▶ [Instructions to follow]: Copy each line from the data that has the word "script" in it.

▶ [Items listed in a dataset]:
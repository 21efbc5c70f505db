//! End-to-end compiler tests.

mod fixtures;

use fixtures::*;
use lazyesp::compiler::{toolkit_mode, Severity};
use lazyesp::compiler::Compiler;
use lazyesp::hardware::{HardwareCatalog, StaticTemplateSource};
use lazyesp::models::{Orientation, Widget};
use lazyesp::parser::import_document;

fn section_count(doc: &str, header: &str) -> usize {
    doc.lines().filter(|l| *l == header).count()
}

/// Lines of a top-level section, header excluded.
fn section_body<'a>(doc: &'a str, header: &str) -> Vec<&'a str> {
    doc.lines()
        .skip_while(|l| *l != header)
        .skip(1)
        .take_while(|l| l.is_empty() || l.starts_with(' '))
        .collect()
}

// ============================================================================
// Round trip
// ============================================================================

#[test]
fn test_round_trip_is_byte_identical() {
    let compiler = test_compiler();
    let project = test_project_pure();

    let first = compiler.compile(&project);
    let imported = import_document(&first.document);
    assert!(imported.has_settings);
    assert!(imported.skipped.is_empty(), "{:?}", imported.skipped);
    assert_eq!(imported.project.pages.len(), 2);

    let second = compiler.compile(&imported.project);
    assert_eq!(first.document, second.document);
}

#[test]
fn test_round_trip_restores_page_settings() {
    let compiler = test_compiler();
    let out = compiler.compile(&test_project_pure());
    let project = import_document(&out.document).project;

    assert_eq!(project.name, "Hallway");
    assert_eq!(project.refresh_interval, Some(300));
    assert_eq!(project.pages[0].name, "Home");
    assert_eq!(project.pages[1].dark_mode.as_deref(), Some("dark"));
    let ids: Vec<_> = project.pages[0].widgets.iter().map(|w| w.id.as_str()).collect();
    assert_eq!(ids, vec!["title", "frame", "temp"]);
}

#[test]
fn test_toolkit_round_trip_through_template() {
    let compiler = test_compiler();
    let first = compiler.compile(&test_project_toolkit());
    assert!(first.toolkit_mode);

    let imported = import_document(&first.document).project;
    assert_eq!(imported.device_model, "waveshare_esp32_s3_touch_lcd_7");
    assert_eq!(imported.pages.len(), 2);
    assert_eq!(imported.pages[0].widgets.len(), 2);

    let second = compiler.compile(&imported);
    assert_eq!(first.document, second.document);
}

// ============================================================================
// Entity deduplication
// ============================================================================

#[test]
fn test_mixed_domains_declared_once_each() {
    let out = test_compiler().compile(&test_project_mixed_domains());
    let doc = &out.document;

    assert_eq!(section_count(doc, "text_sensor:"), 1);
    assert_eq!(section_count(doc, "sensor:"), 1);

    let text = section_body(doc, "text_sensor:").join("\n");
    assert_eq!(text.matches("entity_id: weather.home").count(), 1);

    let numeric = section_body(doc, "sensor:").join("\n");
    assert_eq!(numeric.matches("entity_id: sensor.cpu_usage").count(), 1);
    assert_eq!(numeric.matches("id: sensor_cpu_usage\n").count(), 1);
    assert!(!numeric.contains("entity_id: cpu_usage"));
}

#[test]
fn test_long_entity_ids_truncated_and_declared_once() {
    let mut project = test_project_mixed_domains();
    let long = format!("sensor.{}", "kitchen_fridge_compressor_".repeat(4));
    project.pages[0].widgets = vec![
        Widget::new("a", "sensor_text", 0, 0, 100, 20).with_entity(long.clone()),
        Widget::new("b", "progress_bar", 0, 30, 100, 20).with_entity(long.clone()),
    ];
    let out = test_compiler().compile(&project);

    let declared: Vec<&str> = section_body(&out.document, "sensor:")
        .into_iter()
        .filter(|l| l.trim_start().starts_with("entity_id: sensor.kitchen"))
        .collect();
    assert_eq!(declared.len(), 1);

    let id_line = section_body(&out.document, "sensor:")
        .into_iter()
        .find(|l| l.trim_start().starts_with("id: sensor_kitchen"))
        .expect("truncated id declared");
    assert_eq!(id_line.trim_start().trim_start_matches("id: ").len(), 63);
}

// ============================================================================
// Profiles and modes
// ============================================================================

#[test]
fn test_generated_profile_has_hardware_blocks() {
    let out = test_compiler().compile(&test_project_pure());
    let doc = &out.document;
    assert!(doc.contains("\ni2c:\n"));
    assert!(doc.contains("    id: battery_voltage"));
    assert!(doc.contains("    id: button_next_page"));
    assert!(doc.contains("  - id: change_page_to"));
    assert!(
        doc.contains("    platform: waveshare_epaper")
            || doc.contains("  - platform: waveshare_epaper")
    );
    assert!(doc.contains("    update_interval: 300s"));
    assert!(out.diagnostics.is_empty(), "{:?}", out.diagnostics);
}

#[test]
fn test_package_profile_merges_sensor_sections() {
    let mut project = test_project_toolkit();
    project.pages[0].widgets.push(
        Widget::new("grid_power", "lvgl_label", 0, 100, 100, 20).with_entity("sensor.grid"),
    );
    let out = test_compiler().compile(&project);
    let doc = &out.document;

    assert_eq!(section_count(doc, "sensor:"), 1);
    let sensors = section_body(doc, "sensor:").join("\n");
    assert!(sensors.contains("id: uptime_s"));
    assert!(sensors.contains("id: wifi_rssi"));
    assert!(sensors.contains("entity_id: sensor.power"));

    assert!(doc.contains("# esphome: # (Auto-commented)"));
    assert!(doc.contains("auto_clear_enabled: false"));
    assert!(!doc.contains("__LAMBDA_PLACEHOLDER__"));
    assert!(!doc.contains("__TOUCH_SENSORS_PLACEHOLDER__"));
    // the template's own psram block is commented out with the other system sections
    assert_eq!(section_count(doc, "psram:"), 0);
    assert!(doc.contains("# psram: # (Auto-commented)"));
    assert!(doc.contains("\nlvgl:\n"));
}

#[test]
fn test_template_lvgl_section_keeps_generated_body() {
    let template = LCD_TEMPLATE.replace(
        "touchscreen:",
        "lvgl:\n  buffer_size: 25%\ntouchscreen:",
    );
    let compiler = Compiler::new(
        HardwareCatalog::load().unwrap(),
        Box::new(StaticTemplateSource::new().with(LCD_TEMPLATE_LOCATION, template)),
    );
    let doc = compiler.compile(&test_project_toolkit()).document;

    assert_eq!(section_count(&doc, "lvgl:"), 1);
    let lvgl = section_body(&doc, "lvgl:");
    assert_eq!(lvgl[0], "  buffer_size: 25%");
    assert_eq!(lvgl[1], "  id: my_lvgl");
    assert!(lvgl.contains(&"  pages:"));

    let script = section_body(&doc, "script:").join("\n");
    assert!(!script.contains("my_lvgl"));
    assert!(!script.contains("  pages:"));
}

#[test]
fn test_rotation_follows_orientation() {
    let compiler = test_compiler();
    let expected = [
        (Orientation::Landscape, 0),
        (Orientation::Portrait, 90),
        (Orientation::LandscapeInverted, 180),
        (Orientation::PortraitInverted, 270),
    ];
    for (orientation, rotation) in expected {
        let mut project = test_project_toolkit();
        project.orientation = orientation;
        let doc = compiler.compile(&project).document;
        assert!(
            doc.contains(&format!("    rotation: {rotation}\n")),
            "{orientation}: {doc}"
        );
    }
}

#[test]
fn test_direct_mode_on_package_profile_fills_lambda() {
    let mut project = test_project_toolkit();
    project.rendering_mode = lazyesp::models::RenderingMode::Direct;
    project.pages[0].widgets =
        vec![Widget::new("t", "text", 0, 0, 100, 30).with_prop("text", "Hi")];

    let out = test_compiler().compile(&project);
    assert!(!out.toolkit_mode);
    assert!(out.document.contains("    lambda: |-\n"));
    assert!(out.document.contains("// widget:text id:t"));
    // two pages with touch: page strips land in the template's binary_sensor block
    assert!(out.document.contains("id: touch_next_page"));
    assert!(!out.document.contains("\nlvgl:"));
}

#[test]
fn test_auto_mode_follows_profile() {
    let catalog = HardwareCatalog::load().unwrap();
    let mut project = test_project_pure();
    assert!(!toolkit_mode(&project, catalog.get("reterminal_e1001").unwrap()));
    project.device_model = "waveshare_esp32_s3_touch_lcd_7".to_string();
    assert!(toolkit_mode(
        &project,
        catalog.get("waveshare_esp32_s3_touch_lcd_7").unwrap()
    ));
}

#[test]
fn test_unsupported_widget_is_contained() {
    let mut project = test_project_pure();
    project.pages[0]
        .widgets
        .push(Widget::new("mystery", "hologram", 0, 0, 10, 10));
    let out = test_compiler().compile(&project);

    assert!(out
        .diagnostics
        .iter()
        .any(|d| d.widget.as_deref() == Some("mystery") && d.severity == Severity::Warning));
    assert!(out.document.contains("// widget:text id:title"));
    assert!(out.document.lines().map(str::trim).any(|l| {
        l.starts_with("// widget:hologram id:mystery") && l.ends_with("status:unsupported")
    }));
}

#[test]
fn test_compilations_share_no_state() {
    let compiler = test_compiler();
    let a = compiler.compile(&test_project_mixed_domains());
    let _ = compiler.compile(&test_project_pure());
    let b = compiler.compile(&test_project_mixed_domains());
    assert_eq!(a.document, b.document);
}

▶ [Answer area]:
    let script = section_body(&doc, "script:").join("\n");
    assert!(!script.contains("my_lvgl"));
    assert!(!script.contains("  pages:"));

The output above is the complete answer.